Additional Titles









The Difference Between Wealth and Profit









PART 1 of 2


By Marilyn M. Barnewall
December 30, 2009

This year of 2009 ends and 2010 begins. How did America do this year? I always like to write a year-end review. Since this has been a particularly dismal year economically and since this will be my last article for a few months, the following words are my way of saying “if you know this, you’ll know what to expect in 2010.”

“How did we do?” can best be answered by a multimedia presentation from the American Observer titled The Geography of a Recession. It takes less than two minutes to watch. If you really want a factual overview of America as of November 2009, watch it.

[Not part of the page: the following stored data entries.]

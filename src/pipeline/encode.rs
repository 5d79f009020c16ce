//! Payload encoding: PDF bytes → base64 `inline_data` part.
//!
//! The generative-language API accepts documents inline in the JSON request
//! body as a base64 string with a MIME type. Base64 inflates the payload by
//! roughly a third, which is fine for the paper-sized documents this tool
//! targets; there is no chunked upload path in this exchange.

use crate::pipeline::gemini::{InlineData, Part};
use base64::{engine::general_purpose::STANDARD, Engine as _};
use tracing::debug;

/// MIME type attached to the inline document payload.
pub const PDF_MIME_TYPE: &str = "application/pdf";

/// Encode raw PDF bytes as an inline-data request part.
pub fn encode_pdf(bytes: &[u8]) -> Part {
    let b64 = STANDARD.encode(bytes);
    debug!("Encoded PDF → {} bytes base64", b64.len());

    Part {
        text: None,
        inline_data: Some(InlineData {
            mime_type: PDF_MIME_TYPE.to_string(),
            data: b64,
        }),
    }
}

#[cfg(test)]
mod tests {
    use super::*;

    #[test]
    fn encode_small_document() {
        let part = encode_pdf(b"%PDF-1.7 tiny");
        let inline = part.inline_data.expect("inline data present");
        assert_eq!(inline.mime_type, "application/pdf");
        assert!(part.text.is_none());
        // Verify it round-trips as valid base64
        let decoded = STANDARD.decode(&inline.data).expect("valid base64");
        assert_eq!(decoded, b"%PDF-1.7 tiny");
    }

    #[test]
    fn encode_empty_is_empty_base64() {
        let part = encode_pdf(b"");
        assert_eq!(part.inline_data.unwrap().data, "");
    }
}
//! Session state: one run at a time, one retained CSV artifact.
//!
//! The session owns the artifact produced by the previous run and releases
//! it before a new run begins, and again when a new artifact is produced.
//! Ownership replaces what a UI would express as "revoke the old download
//! link before creating the next one": the prior artifact is dropped
//! explicitly, never silently shadowed.
//!
//! `run` takes `&mut self`, so the borrow checker enforces the
//! no-overlapping-runs rule that the original trigger-disabling provided.

use crate::analyze;
use crate::config::AnalysisConfig;
use crate::error::PapercheckError;
use crate::output::AnalysisOutput;
use crate::prompts;
use crate::table::DEFAULT_CSV_FILENAME;
use std::path::Path;
use tracing::{debug, info};

/// A downloadable CSV artifact from a completed run.
#[derive(Debug, Clone, PartialEq, Eq)]
pub struct CsvArtifact {
    /// Suggested filename, by convention base name + UTF-8 marker + `.csv`.
    pub filename: String,
    /// BOM-prefixed CSV text.
    pub content: String,
}

/// A long-lived review session.
///
/// Holds the review instructions (fetched once at startup) and the last
/// run's CSV artifact. Drop the session to release everything.
pub struct AnalysisSession {
    config: AnalysisConfig,
    last_artifact: Option<CsvArtifact>,
}

impl AnalysisSession {
    /// Create a session with instructions already resolved in `config`.
    ///
    /// Returns [`PapercheckError::InvalidConfig`] when no inline prompt is
    /// present; use [`AnalysisSession::connect`] to fetch one.
    pub fn new(config: AnalysisConfig) -> Result<Self, PapercheckError> {
        if config.prompt.is_none() {
            return Err(PapercheckError::InvalidConfig(
                "Session requires a resolved prompt; use AnalysisSession::connect".into(),
            ));
        }
        Ok(Self {
            config,
            last_artifact: None,
        })
    }

    /// Create a session, fetching the review instructions up front.
    ///
    /// A failed fetch disables the feature for this session — the error is
    /// fatal and the session is never constructed.
    pub async fn connect(mut config: AnalysisConfig) -> Result<Self, PapercheckError> {
        if config.prompt.is_none() {
            let prompt =
                prompts::fetch_prompt(&config.prompt_url, config.prompt_timeout_secs).await?;
            config.prompt = Some(prompt);
        }
        info!("Session ready");
        Ok(Self {
            config,
            last_artifact: None,
        })
    }

    /// The session's configuration, prompt included.
    pub fn config(&self) -> &AnalysisConfig {
        &self.config
    }

    /// The CSV artifact retained from the most recent successful run, if
    /// that run found a table with at least one row.
    pub fn last_artifact(&self) -> Option<&CsvArtifact> {
        self.last_artifact.as_ref()
    }

    /// Explicitly release the retained artifact.
    pub fn release_artifact(&mut self) -> Option<CsvArtifact> {
        let prior = self.last_artifact.take();
        if prior.is_some() {
            debug!("Released previous CSV artifact");
        }
        prior
    }

    /// Run one review.
    ///
    /// The previous artifact is released before the run starts. On success
    /// with a qualifying table, the new artifact replaces it; on failure or
    /// a table-less report the session ends the run holding none.
    pub async fn run(
        &mut self,
        path: impl AsRef<Path>,
        api_key: &str,
    ) -> Result<AnalysisOutput, PapercheckError> {
        // Release before a new run begins, success or not.
        self.release_artifact();

        let output = analyze::analyze(path, api_key, &self.config).await?;
        self.retain_artifact(&output);
        Ok(output)
    }

    /// Byte-slice variant of [`AnalysisSession::run`].
    pub async fn run_bytes(
        &mut self,
        bytes: &[u8],
        api_key: &str,
    ) -> Result<AnalysisOutput, PapercheckError> {
        self.release_artifact();

        let output = analyze::analyze_from_bytes(bytes, api_key, &self.config).await?;
        self.retain_artifact(&output);
        Ok(output)
    }

    fn retain_artifact(&mut self, output: &AnalysisOutput) {
        // Release again on replacement; run() already cleared it, but a
        // caller invoking retain paths twice must never leak the prior one.
        self.last_artifact = output.csv().map(|csv| CsvArtifact {
            filename: DEFAULT_CSV_FILENAME.to_string(),
            content: csv.to_string(),
        });
    }
}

No matter how many times he claims everything is George Bush’s fault, Barack Obama was President of the United States for all but a few days of 2009. The lack of economic recovery is his. It’s true that he inherited problems – just as Bush inherited a recession from Bill Clinton. I’m not a fan of the neo-conservative (liberal lite) Bush, but he did a far better job with a sagging economy than the present White House occupant.

It is apparent no one understands how impossible is the concept of using debt to get out of debt. And, in my opinion, much of what has happened constitutes fraud. Some call it treason.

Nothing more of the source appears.